• **WHAT THE EXERCISE ASKS**:
For each line of the data below, copy it if it holds the word "ShapeError".

───

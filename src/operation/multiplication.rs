//! Multiplication(A, B): matrix multiply with explicit (M, K, N).
//! Backward: left = dL/dY . B^T, right = A^T . dL/dY.

use crate::kernel;
use crate::shape::{Shape, ShapeError, ShapeResult};

pub struct Multiplication {
    m: usize,
    k: usize,
    n: usize,
}

impl Multiplication {
    pub fn new(left: &Shape, right: &Shape) -> ShapeResult<(Self, Shape)> {
        left.require_rank(2, "Multiplication (left)")?;
        right.require_rank(2, "Multiplication (right)")?;
        let (m, k1) = (left.dims()[0], left.dims()[1]);
        let (k2, n) = (right.dims()[0], right.dims()[1]);
        if k1 != k2 {
            return Err(ShapeError::MatmulInner { m, k1, k2, n });
        }
        Ok((Multiplication { m, k: k1, n }, Shape::new(vec![m, n])))
    }

    pub(crate) fn forward(&self, left: &[f32], right: &[f32]) -> Vec<f32> {
        kernel::matmul(left, self.m, self.k, right, self.n)
    }

    pub(crate) fn backward_left(&self, grad_out: &[f32], right: &[f32]) -> Vec<f32> {
        let right_t = kernel::transpose(right, self.k, self.n);
        kernel::matmul(grad_out, self.m, self.n, &right_t, self.k)
    }

    pub(crate) fn backward_right(&self, grad_out: &[f32], left: &[f32]) -> Vec<f32> {
        let left_t = kernel::transpose(left, self.m, self.k);
        kernel::matmul(&left_t, self.k, self.m, grad_out, self.n)
    }
}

───

• **SOLUTION TO THE PROBLEM**:
use crate::shape::{Shape, ShapeError, ShapeResult};
            return Err(ShapeError::MatmulInner { m, k1, k2, n });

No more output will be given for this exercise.